Adaptation des critères d’éligibilité du Fonds de solidarité en fonction des différentes catastrophes naturelles

Incendies de forêt, tempêtes, inondations, sécheresses, tremblements de terre, depuis une dizaine d’années, l’UE fait face à des catastrophes naturelles qui sont de plus en plus fréquentes et violentes.

L’UE, pour répondre à ces situations d’urgence, a créé le Fonds de solidarité de l’UE (FSUE). Le FSUE accorde des aides financières sous la forme d’une subvention unique et globale aux États membres qui subissent une catastrophe naturelle majeure ayant des répercussions graves sur les conditions de vie, le milieu naturel ou l’économie.

Un État membre peut bénéficier du FSUE lorsqu’il est victime de dégâts dont l’estimation est supérieure à 3 milliards d’euros ou si lesdits dégâts représentent plus de 0,6 % du revenu national brut.

Le rapport « Fonds de solidarité de l’Union européenne — Rapport sur l’expérience acquise au cours des six années d’application du nouvel instrument » (COM(2009)0193 final) du 23 avril 2009 montre que l’évaluation de ce fonds est positive.
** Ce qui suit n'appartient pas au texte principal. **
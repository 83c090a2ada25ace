// Copyright (c) 2025 Fabstir
// SPDX-License-Identifier: BUSL-1.1
use anyhow::Result;
use clap::Parser;
use mini_detection_node::{
    api::ApiServer, config::NodeConfig, detection::DetectorManager, version,
};
use std::env;
use tokio::signal;
use tracing::{info, warn};

#[tokio::main]
async fn main() -> Result<()> {
    dotenv::dotenv().ok();

    // Initialize tracing subscriber for logging
    if env::var("RUST_LOG").is_err() {
        env::set_var("RUST_LOG", "info");
    }
    tracing_subscriber::fmt::init();

    info!("🚀 Starting {}", version::get_version_string());
    info!("Build: {} features: {}", version::VERSION, version::FEATURES.join(", "));

    let config = NodeConfig::parse();
    config.validate()?;

    let manager = DetectorManager::new(&config.detector).await;
    match manager.info() {
        Some(detector) if detector.model_backed => {
            info!("✅ Detector: {} (model loaded)", detector.name)
        }
        Some(detector) => warn!("⚠️ Detector: {} (synthetic fallback)", detector.name),
        None => warn!(
            "⚠️ No detector available: {}",
            manager.load_error().unwrap_or("unknown error")
        ),
    }

    let server = ApiServer::start(config.api_config(), manager).await?;
    info!("✅ Listening on http://{}", server.local_addr());

    signal::ctrl_c().await?;
    info!("Shutting down...");
    server.shutdown().await;

    Ok(())
}
// Copyright (c) 2025 Fabstir
// SPDX-License-Identifier: BUSL-1.1
use axum::body::Body;
use axum::http::{header, Request, StatusCode};
use mini_detection_node::api::{create_app, AppState};
use mini_detection_node::detection::{DetectorManager, SyntheticDetector, SYNTHETIC_LABELS};
use std::sync::Arc;
use std::time::Duration;

use super::common::{
    app_with_detector, app_with_outcome, body_json, detect_request, detection, png_bytes, send,
    state_with, StubOutcome, BOUNDARY,
};

fn synthetic_app() -> axum::Router {
    let detector = SyntheticDetector::with_seed(11, Duration::ZERO, Duration::ZERO);
    app_with_detector(Arc::new(detector))
}

#[tokio::test]
async fn test_detect_success_shape() {
    let app = app_with_outcome(StubOutcome::Detections(vec![
        detection("person", 0.91),
        detection("car", 0.42),
        detection("person", 0.30),
    ]));

    let response = send(app, detect_request("file", "street.png", &png_bytes(8, 8))).await;
    assert_eq!(response.status(), StatusCode::OK);

    let json = body_json(response).await;
    assert_eq!(json["filename"], "street.png");
    assert_eq!(json["message"], "Detection successful");
    assert_eq!(json["detections"].as_array().unwrap().len(), 3);
    assert_eq!(json["detections"][0]["label"], "person");
    assert_eq!(
        json["detections"][0]["box"],
        serde_json::json!([10.0, 20.0, 40.0, 60.0])
    );
    assert_eq!(json["analysis"]["scene_type"], "Urban Street / Traffic");
    assert_eq!(
        json["analysis"]["summary"],
        "Detected 3 objects. High likelihood of pedestrian activity near vehicles. Caution advised in this sector."
    );
    assert!(json.get("synthetic").is_none());
    assert!(json.get("error").is_none());
}

#[tokio::test]
async fn test_zero_detections_is_empty_scene() {
    let app = app_with_outcome(StubOutcome::Detections(vec![]));
    let json = body_json(send(app, detect_request("file", "blank.png", &png_bytes(4, 4))).await).await;

    assert_eq!(json["detections"], serde_json::json!([]));
    assert_eq!(json["analysis"]["scene_type"], "Empty Scene");
    assert_eq!(
        json["analysis"]["summary"],
        "No significant objects detected in the current visual field. System remaining in standby."
    );
}

#[tokio::test]
async fn test_degraded_mode_is_distinct_from_empty_result() {
    let app = create_app(state_with(DetectorManager::unavailable("weights missing")));
    let response = send(app, detect_request("file", "street.png", &png_bytes(4, 4))).await;

    assert_eq!(response.status(), StatusCode::OK);
    let json = body_json(response).await;
    assert_eq!(json["error"], "AI model not loaded");
    assert_eq!(json["message"], "Backend is running in mock mode fallback");
    assert!(json.get("detections").is_none());
    assert!(json.get("analysis").is_none());
    assert!(json.get("details").is_none());
}

#[tokio::test]
async fn test_degraded_mode_ignores_malformed_body() {
    let app = create_app(state_with(DetectorManager::unavailable("weights missing")));
    let request = Request::builder()
        .method("POST")
        .uri("/detect")
        .body(Body::from("not multipart"))
        .unwrap();

    let response = send(app, request).await;
    assert_eq!(response.status(), StatusCode::OK);
    assert_eq!(body_json(response).await["error"], "AI model not loaded");
}

#[tokio::test]
async fn test_synthetic_fallback_is_flagged() {
    let response = send(synthetic_app(), detect_request("file", "a.png", &png_bytes(64, 48))).await;
    assert_eq!(response.status(), StatusCode::OK);

    let json = body_json(response).await;
    assert_eq!(json["synthetic"], true);
    assert_eq!(json["message"], "Detection successful (synthetic fallback)");

    let detections = json["detections"].as_array().unwrap();
    assert!((1..=5).contains(&detections.len()));
    for det in detections {
        let label = det["label"].as_str().unwrap();
        assert!(SYNTHETIC_LABELS.contains(&label));
        assert!(det["box"][2].as_f64().unwrap() >= 0.0);
        assert!(det["box"][3].as_f64().unwrap() >= 0.0);
    }
}

#[tokio::test]
async fn test_corrupt_image_is_bad_request() {
    let response = send(synthetic_app(), detect_request("file", "broken.png", b"definitely not pixels")).await;
    assert_eq!(response.status(), StatusCode::BAD_REQUEST);
    assert_eq!(body_json(response).await["error"], "decode_error");
}

#[tokio::test]
async fn test_truncated_png_is_bad_request() {
    // Valid signature, body cut off inside the header chunk
    let truncated = png_bytes(8, 8)[..20].to_vec();
    let response = send(synthetic_app(), detect_request("file", "cut.png", &truncated)).await;

    assert_eq!(response.status(), StatusCode::BAD_REQUEST);
    let json = body_json(response).await;
    assert_eq!(json["error"], "decode_error");
    assert!(json["message"].as_str().unwrap().contains("decode"));
}

#[tokio::test]
async fn test_file_part_without_filename_is_rejected() {
    let app = app_with_outcome(StubOutcome::Detections(vec![]));
    let body = format!(
        "--{b}\r\nContent-Disposition: form-data; name=\"file\"\r\n\r\nplain value\r\n--{b}--\r\n",
        b = BOUNDARY
    );
    let request = Request::builder()
        .method("POST")
        .uri("/detect")
        .header(
            header::CONTENT_TYPE,
            format!("multipart/form-data; boundary={}", BOUNDARY),
        )
        .body(Body::from(body))
        .unwrap();

    let response = send(app, request).await;
    assert_eq!(response.status(), StatusCode::BAD_REQUEST);
    let json = body_json(response).await;
    assert_eq!(json["error"], "validation_error");
    assert_eq!(json["details"]["field"], "file");
}

#[tokio::test]
async fn test_missing_file_field() {
    let app = app_with_outcome(StubOutcome::Detections(vec![]));
    let response = send(app, detect_request("image", "a.png", &png_bytes(4, 4))).await;

    assert_eq!(response.status(), StatusCode::BAD_REQUEST);
    let json = body_json(response).await;
    assert_eq!(json["error"], "validation_error");
    assert_eq!(json["details"]["field"], "file");
}

#[tokio::test]
async fn test_non_multipart_request() {
    let app = app_with_outcome(StubOutcome::Detections(vec![]));
    let request = Request::builder()
        .method("POST")
        .uri("/detect")
        .header(header::CONTENT_TYPE, "application/json")
        .body(Body::from("{}"))
        .unwrap();

    let response = send(app, request).await;
    assert_eq!(response.status(), StatusCode::BAD_REQUEST);
    assert_eq!(body_json(response).await["error"], "invalid_request");
}

#[tokio::test]
async fn test_upload_over_limit() {
    let manager = DetectorManager::with_detector(Arc::new(super::common::StubDetector::new(
        StubOutcome::Detections(vec![]),
    )));
    let app = create_app(AppState::new(manager, Duration::from_secs(5), 128));

    let response = send(app, detect_request("file", "big.bin", &vec![0u8; 4096])).await;
    assert_eq!(response.status(), StatusCode::PAYLOAD_TOO_LARGE);
    assert_eq!(body_json(response).await["error"], "payload_too_large");
}

#[tokio::test]
async fn test_label_table_mismatch_is_server_error() {
    let app = app_with_outcome(StubOutcome::UnknownClass);
    let response = send(app, detect_request("file", "a.png", &png_bytes(4, 4))).await;

    assert_eq!(response.status(), StatusCode::INTERNAL_SERVER_ERROR);
    assert_eq!(body_json(response).await["error"], "internal_error");
}

#[tokio::test]
async fn test_slow_detector_times_out() {
    let manager = DetectorManager::with_detector(Arc::new(super::common::StubDetector::new(
        StubOutcome::Slow(Duration::from_secs(5)),
    )));
    let app = create_app(AppState::new(manager, Duration::from_millis(50), 1024 * 1024));

    let response = send(app, detect_request("file", "a.png", &png_bytes(4, 4))).await;
    assert_eq!(response.status(), StatusCode::GATEWAY_TIMEOUT);
    assert_eq!(body_json(response).await["error"], "timeout");
}

#[tokio::test]
async fn test_concurrent_requests_share_detector() {
    let app = synthetic_app();
    let mut handles = Vec::new();
    for i in 0..8 {
        let app = app.clone();
        handles.push(tokio::spawn(async move {
            let name = format!("frame-{}.png", i);
            let response = send(app, detect_request("file", &name, &png_bytes(16, 16))).await;
            (name, body_json(response).await)
        }));
    }

    for handle in handles {
        let (name, json) = handle.await.unwrap();
        assert_eq!(json["filename"], name);
        assert_eq!(json["synthetic"], true);
    }
}
// Copyright (c) 2025 Fabstir
// SPDX-License-Identifier: BUSL-1.1
pub mod analysis;
pub mod api;
pub mod config;
pub mod detection;
pub mod version;
pub mod vision;

pub use analysis::{SceneAnalysis, SceneClassifier, SceneType};
pub use api::{ApiConfig, ApiServer};
pub use config::{DetectorConfig, FallbackMode, NodeConfig};
pub use detection::{Detection, DetectionError, DetectorManager, ObjectDetector};
// Copyright (c) 2025 Fabstir
// SPDX-License-Identifier: BUSL-1.1
use anyhow::{anyhow, Result};
use clap::Parser;
use std::net::SocketAddr;
use std::time::Duration;

use super::detector::DetectorConfig;
use crate::api::ApiConfig;
use crate::vision::image_utils::MAX_IMAGE_SIZE;

pub const DEFAULT_LISTEN_ADDR: &str = "0.0.0.0:8000";
pub const DEFAULT_DETECT_TIMEOUT_SECS: u64 = 30;

/// Mini Detection Node
#[derive(Parser, Debug, Clone)]
#[command(name = "mini-detection-node")]
#[command(version)]
#[command(about = "Object detection and scene analysis over HTTP", long_about = None)]
pub struct NodeConfig {
    /// Address the HTTP server binds to
    #[arg(long, env = "LISTEN_ADDR", default_value = DEFAULT_LISTEN_ADDR)]
    pub listen_addr: SocketAddr,

    #[command(flatten)]
    pub detector: DetectorConfig,

    /// Upper bound on one detector call, in seconds
    #[arg(long, env = "DETECT_TIMEOUT_SECS", default_value_t = DEFAULT_DETECT_TIMEOUT_SECS)]
    pub detect_timeout_secs: u64,

    /// Largest accepted upload, in bytes
    #[arg(long, env = "MAX_UPLOAD_BYTES", default_value_t = MAX_IMAGE_SIZE)]
    pub max_upload_bytes: usize,
}

impl NodeConfig {
    pub fn validate(&self) -> Result<()> {
        self.detector.validate()?;
        if self.detect_timeout_secs == 0 {
            return Err(anyhow!("detect_timeout_secs must be at least 1"));
        }
        if self.max_upload_bytes == 0 {
            return Err(anyhow!("max_upload_bytes must be at least 1"));
        }
        if self.max_upload_bytes > MAX_IMAGE_SIZE {
            return Err(anyhow!(
                "max_upload_bytes ({}) exceeds the decoder limit ({})",
                self.max_upload_bytes,
                MAX_IMAGE_SIZE
            ));
        }
        Ok(())
    }

    pub fn api_config(&self) -> ApiConfig {
        ApiConfig {
            listen_addr: self.listen_addr,
            detect_timeout: Duration::from_secs(self.detect_timeout_secs),
            max_upload_bytes: self.max_upload_bytes,
        }
    }
}
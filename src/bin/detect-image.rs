// Copyright (c) 2025 Fabstir
// SPDX-License-Identifier: BUSL-1.1
use anyhow::{Context, Result};
use bytes::Bytes;
use clap::Parser;
use mini_detection_node::{
    analysis::SceneClassifier,
    api::detect::{run_detection, UploadedImage},
    config::{DetectorConfig, DEFAULT_DETECT_TIMEOUT_SECS},
    detection::DetectorManager,
};
use std::path::PathBuf;
use std::time::Duration;
use uuid::Uuid;

/// Run detection and scene analysis on a local image
#[derive(Parser, Debug)]
#[command(name = "detect-image")]
#[command(version)]
#[command(about = "Print the /detect response for a local image", long_about = None)]
struct Cli {
    /// Image file to analyse
    file: PathBuf,

    #[command(flatten)]
    detector: DetectorConfig,

    /// Upper bound on the detector call, in seconds
    #[arg(long, env = "DETECT_TIMEOUT_SECS", default_value_t = DEFAULT_DETECT_TIMEOUT_SECS)]
    detect_timeout_secs: u64,
}

#[tokio::main]
async fn main() -> Result<()> {
    dotenv::dotenv().ok();

    // Initialize logging
    if std::env::var("RUST_LOG").is_err() {
        std::env::set_var("RUST_LOG", "info");
    }
    tracing_subscriber::fmt::init();

    let cli = Cli::parse();
    cli.detector.validate()?;

    let bytes = std::fs::read(&cli.file)
        .with_context(|| format!("Failed to read {}", cli.file.display()))?;
    let filename = cli
        .file
        .file_name()
        .map(|name| name.to_string_lossy().into_owned())
        .unwrap_or_else(|| cli.file.display().to_string());

    let manager = DetectorManager::new(&cli.detector).await;
    let detector = match manager.detector() {
        Ok(detector) => detector,
        Err(e) => {
            eprintln!("❌ Error: {}", e);
            std::process::exit(1);
        }
    };

    let upload = UploadedImage {
        filename,
        bytes: Bytes::from(bytes),
    };

    match run_detection(
        detector,
        &SceneClassifier::default(),
        upload,
        Duration::from_secs(cli.detect_timeout_secs),
        Uuid::new_v4(),
    )
    .await
    {
        Ok(response) => {
            println!("{}", serde_json::to_string_pretty(&response)?);
            Ok(())
        }
        Err(e) => {
            eprintln!("❌ Error: {}", e);
            std::process::exit(1);
        }
    }
}
// Copyright (c) 2025 Fabstir
// SPDX-License-Identifier: BUSL-1.1
//! Detector capability shared by the model-backed and synthetic backends

use async_trait::async_trait;
use bytes::Bytes;

use super::error::DetectionError;
use super::types::Detection;

/// Turns encoded image bytes into detections
///
/// Implementations must be safe to call from many requests at once. A
/// backend that cannot run concurrently serializes access internally.
/// Failures are returned as-is; implementations do not retry.
#[async_trait]
pub trait ObjectDetector: Send + Sync {
    /// Short backend name used in logs
    fn name(&self) -> &str;

    /// False for backends that fabricate their output
    fn is_model_backed(&self) -> bool;

    /// Run detection over one encoded image
    ///
    /// Zero detections is a valid result and distinct from failure.
    async fn detect(&self, image: Bytes) -> Result<Vec<Detection>, DetectionError>;
}
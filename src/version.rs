// Copyright (c) 2025 Fabstir
// SPDX-License-Identifier: BUSL-1.1
// Version information for the Mini Detection Node

/// Full version string with feature description
pub const VERSION: &str = "v0.1.0-scene-analysis-2025-10-17";

/// Semantic version number
pub const VERSION_NUMBER: &str = env!("CARGO_PKG_VERSION");

/// Build date
pub const BUILD_DATE: &str = "2025-10-17";

/// Supported features in this version
pub const FEATURES: &[&str] = &[
    "yolov8-onnx",
    "scene-analysis",
    "synthetic-fallback",
    "degraded-mode",
    "detect-timeout",
    "permissive-cors",
];

/// Get formatted version string for logging
pub fn get_version_string() -> String {
    format!("Mini Detection Node {} ({})", VERSION_NUMBER, BUILD_DATE)
}
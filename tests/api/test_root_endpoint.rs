// Copyright (c) 2025 Fabstir
// SPDX-License-Identifier: BUSL-1.1
use axum::body::Body;
use axum::http::{header, Request, StatusCode};
use mini_detection_node::api::create_app;
use mini_detection_node::detection::{DetectorManager, SyntheticDetector};
use std::sync::Arc;
use std::time::Duration;

use super::common::{app_with_outcome, body_json, send, state_with, StubOutcome};

fn root_request() -> Request<Body> {
    Request::builder().uri("/").body(Body::empty()).unwrap()
}

#[tokio::test]
async fn test_root_reports_model_loaded() {
    let app = app_with_outcome(StubOutcome::Detections(vec![]));
    let response = send(app, root_request()).await;

    assert_eq!(response.status(), StatusCode::OK);
    let json = body_json(response).await;
    assert_eq!(json["message"], "Mini Detection System API is running");
    assert_eq!(json["model_loaded"], true);
}

#[tokio::test]
async fn test_root_in_degraded_mode() {
    let app = create_app(state_with(DetectorManager::unavailable("no weights")));
    let json = body_json(send(app, root_request()).await).await;
    assert_eq!(json["model_loaded"], false);
}

#[tokio::test]
async fn test_root_with_synthetic_fallback() {
    let detector = SyntheticDetector::with_seed(1, Duration::ZERO, Duration::ZERO);
    let app = create_app(state_with(DetectorManager::with_detector(Arc::new(detector))));
    let json = body_json(send(app, root_request()).await).await;
    assert_eq!(json["model_loaded"], false);
}

#[tokio::test]
async fn test_cors_allows_any_origin_with_credentials() {
    let app = app_with_outcome(StubOutcome::Detections(vec![]));
    let request = Request::builder()
        .uri("/")
        .header(header::ORIGIN, "http://dashboard.example")
        .body(Body::empty())
        .unwrap();

    let response = send(app, request).await;
    let headers = response.headers();
    assert_eq!(
        headers.get(header::ACCESS_CONTROL_ALLOW_ORIGIN).unwrap(),
        "http://dashboard.example"
    );
    assert_eq!(
        headers.get(header::ACCESS_CONTROL_ALLOW_CREDENTIALS).unwrap(),
        "true"
    );
}

#[tokio::test]
async fn test_cors_preflight_for_detect() {
    let app = app_with_outcome(StubOutcome::Detections(vec![]));
    let request = Request::builder()
        .method("OPTIONS")
        .uri("/detect")
        .header(header::ORIGIN, "http://localhost:3000")
        .header(header::ACCESS_CONTROL_REQUEST_METHOD, "POST")
        .header(header::ACCESS_CONTROL_REQUEST_HEADERS, "content-type")
        .body(Body::empty())
        .unwrap();

    let response = send(app, request).await;
    assert!(response.status().is_success());
    assert_eq!(
        response
            .headers()
            .get(header::ACCESS_CONTROL_ALLOW_ORIGIN)
            .unwrap(),
        "http://localhost:3000"
    );
}
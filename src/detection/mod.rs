// Copyright (c) 2025 Fabstir
// SPDX-License-Identifier: BUSL-1.1
//! Object detection
//!
//! One capability (`ObjectDetector`) with two backends:
//! - `OnnxDetector`: YOLOv8 on ONNX Runtime (CPU)
//! - `SyntheticDetector`: random detections for running without weights
//!
//! `DetectorManager` picks one at startup.

pub mod detector;
pub mod error;
pub mod labels;
pub mod manager;
pub mod onnx;
pub mod postprocess;
pub mod synthetic;
pub mod types;

pub use detector::ObjectDetector;
pub use error::DetectionError;
pub use labels::{LabelTable, COCO_CLASSES};
pub use manager::{DetectorInfo, DetectorManager};
pub use onnx::{DetectorParams, OnnxDetector};
pub use postprocess::{decode_yolo_output, iou, nms, resolve_detections};
pub use synthetic::{SyntheticDetector, SYNTHETIC_LABELS};
pub use types::{corners_to_box, Detection, RawDetection};
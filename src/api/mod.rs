// Copyright (c) 2025 Fabstir
// SPDX-License-Identifier: BUSL-1.1
pub mod detect;
pub mod errors;
pub mod http_server;
pub mod root;
pub mod server;

pub use detect::{detect_handler, DetectionResponse};
pub use errors::{ApiError, ErrorResponse};
pub use http_server::{create_app, AppState};
pub use root::{root_handler, RootResponse};
pub use server::{ApiConfig, ApiServer};
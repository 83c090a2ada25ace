// Copyright (c) 2025 Fabstir
// SPDX-License-Identifier: BUSL-1.1
//! Class index to label lookup

use anyhow::{Context, Result};
use std::path::Path;

use super::error::DetectionError;

/// COCO class names in YOLOv8 index order
pub const COCO_CLASSES: [&str; 80] = [
    "person",
    "bicycle",
    "car",
    "motorcycle",
    "airplane",
    "bus",
    "train",
    "truck",
    "boat",
    "traffic light",
    "fire hydrant",
    "stop sign",
    "parking meter",
    "bench",
    "bird",
    "cat",
    "dog",
    "horse",
    "sheep",
    "cow",
    "elephant",
    "bear",
    "zebra",
    "giraffe",
    "backpack",
    "umbrella",
    "handbag",
    "tie",
    "suitcase",
    "frisbee",
    "skis",
    "snowboard",
    "sports ball",
    "kite",
    "baseball bat",
    "baseball glove",
    "skateboard",
    "surfboard",
    "tennis racket",
    "bottle",
    "wine glass",
    "cup",
    "fork",
    "knife",
    "spoon",
    "bowl",
    "banana",
    "apple",
    "sandwich",
    "orange",
    "broccoli",
    "carrot",
    "hot dog",
    "pizza",
    "donut",
    "cake",
    "chair",
    "couch",
    "potted plant",
    "bed",
    "dining table",
    "toilet",
    "tv",
    "laptop",
    "mouse",
    "remote",
    "keyboard",
    "cell phone",
    "microwave",
    "oven",
    "toaster",
    "sink",
    "refrigerator",
    "book",
    "clock",
    "vase",
    "scissors",
    "teddy bear",
    "hair drier",
    "toothbrush",
];

/// Label table matching a detection model's class indices
#[derive(Debug, Clone, PartialEq, Eq)]
pub struct LabelTable {
    labels: Vec<String>,
}

impl Default for LabelTable {
    fn default() -> Self {
        Self::coco()
    }
}

impl LabelTable {
    pub fn new(labels: Vec<String>) -> Self {
        Self { labels }
    }

    /// The 80-class COCO table used by stock YOLOv8 weights
    pub fn coco() -> Self {
        Self::new(COCO_CLASSES.iter().map(|s| s.to_string()).collect())
    }

    /// Load a label file with one class name per line
    ///
    /// Blank lines are skipped; surrounding whitespace is trimmed.
    pub fn from_file<P: AsRef<Path>>(path: P) -> Result<Self> {
        let path = path.as_ref();
        let contents = std::fs::read_to_string(path)
            .with_context(|| format!("Failed to read label file {}", path.display()))?;

        let labels: Vec<String> = contents
            .lines()
            .map(str::trim)
            .filter(|line| !line.is_empty())
            .map(str::to_string)
            .collect();

        if labels.is_empty() {
            anyhow::bail!("Label file {} contains no labels", path.display());
        }

        Ok(Self::new(labels))
    }

    /// Look up the label for a class index
    pub fn get(&self, index: usize) -> Result<&str, DetectionError> {
        self.labels
            .get(index)
            .map(String::as_str)
            .ok_or(DetectionError::UnknownClassIndex {
                index,
                table_len: self.labels.len(),
            })
    }

    pub fn len(&self) -> usize {
        self.labels.len()
    }

    pub fn is_empty(&self) -> bool {
        self.labels.is_empty()
    }
}
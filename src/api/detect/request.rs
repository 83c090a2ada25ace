// Copyright (c) 2025 Fabstir
// SPDX-License-Identifier: BUSL-1.1
//! Multipart upload parsing for the detect endpoint

use axum::http::StatusCode;
use axum_extra::extract::multipart::MultipartError;
use axum_extra::extract::Multipart;
use bytes::{Bytes, BytesMut};
use tracing::debug;

use crate::api::errors::ApiError;

/// Multipart field carrying the image
pub const FILE_FIELD: &str = "file";

/// An uploaded image read fully into memory
#[derive(Debug, Clone)]
pub struct UploadedImage {
    /// Client-supplied filename, not validated for path safety
    pub filename: String,
    pub bytes: Bytes,
}

/// Read the `file` part of a multipart body
///
/// Other parts are skipped. Parts larger than `max_bytes` are rejected
/// without being buffered past the limit.
pub async fn read_upload(
    multipart: &mut Multipart,
    max_bytes: usize,
) -> Result<UploadedImage, ApiError> {
    while let Some(mut field) = multipart
        .next_field()
        .await
        .map_err(|e| multipart_error(e, max_bytes))?
    {
        if field.name() != Some(FILE_FIELD) {
            debug!("Skipping multipart field {:?}", field.name());
            continue;
        }

        // A part without a filename is a plain form value, not an upload
        let filename = match field.file_name() {
            Some(name) => name.to_string(),
            None => {
                return Err(ApiError::ValidationError {
                    field: FILE_FIELD.to_string(),
                    message: "file must be an uploaded file".to_string(),
                })
            }
        };

        let mut buf = BytesMut::new();
        while let Some(chunk) = field
            .chunk()
            .await
            .map_err(|e| multipart_error(e, max_bytes))?
        {
            if buf.len() + chunk.len() > max_bytes {
                return Err(ApiError::PayloadTooLarge { limit: max_bytes });
            }
            buf.extend_from_slice(&chunk);
        }

        return Ok(UploadedImage {
            filename,
            bytes: buf.freeze(),
        });
    }

    Err(ApiError::ValidationError {
        field: FILE_FIELD.to_string(),
        message: "file is required".to_string(),
    })
}

fn multipart_error(err: MultipartError, max_bytes: usize) -> ApiError {
    if err.status() == StatusCode::PAYLOAD_TOO_LARGE {
        ApiError::PayloadTooLarge { limit: max_bytes }
    } else {
        ApiError::InvalidRequest(format!("Multipart error: {}", err.body_text()))
    }
}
Depuis sa création, la CE a enregistré 62 demandes d’intervention, qui ont abouti dans 31 cas à une intervention financière, pour un total de 1,5 milliard d’euros.

En raison de la difficulté d’accéder au FSUE, une flexibilité des critères d’éligibilité de ce fonds est-elle envisageable ?

Selon les catastrophes naturelles, l’étendue des dommages et des problèmes n’est pas la même. Serait-il possible d’adapter ces critères en fonction des différentes catastrophes naturelles ?

Réponse donnée par M. Hahn au nom de la Commission le 8 décembre 2010

Le Fonds de solidarité de l’Union européenne est fondé sur les principes de subsidiarité et de solidarité. Cela implique que l’UE doit intervenir uniquement dans les cas où les dommages occasionnés par une catastrophe sont si importants que le pays sinistré (un État membre ou un pays dont l’adhésion à l’Union européenne est en cours de négociation) éprouve des difficultés à en gérer seul les conséquences. Par ailleurs, le Fonds de solidarité n’est pas conçu comme un instrument d’urgence mais plutôt comme un instrument destiné à alléger la charge financière pesant sur un État membre à la suite d’une catastrophe.

Bien qu’adhérant pleinement à ces principes, la Commission a considéré que les seuils d’intervention du Fonds de solidarité fixés par le règlement 2012/2002(1) du Conseil sont relativement élevés : l’octroi d’une aide financière est prévu en cas de dégâts représentant plus de 0,6 % du revenu national brut ou 3 milliards d’euros, aux prix 2002 (le chiffre retenu étant le plus faible des deux). Cette position est illustrée par le fait que la plupart des demandes d’intervention du Fonds de solidarité reçues jusqu’ici ont été fondées sur l’exception prévue par le règlement relatif au Fonds de solidarité, selon laquelle une aide financière peut être exceptionnellement accordée en cas de catastrophe de plus faible ampleur, dès lors qu’un certain nombre de critères très spécifiques sont remplis.

La proposition de révision du règlement relatif au Fonds de solidarité, présentée par la Commission en 2005, suggérait d’abaisser les seuils d’intervention. Bien que largement soutenue par le Parlement européen, cette proposition n’a pas été approuvée par les États membres réunis au sein du Conseil. Elle demeure ainsi bloquée au niveau du Conseil. La Commission réfléchit donc actuellement à d’autres possibilités de faciliter l’accès aux aides du Fonds de solidarité, sans pour autant élargir le champ d’application ou étendre l’utilisation de ce dernier.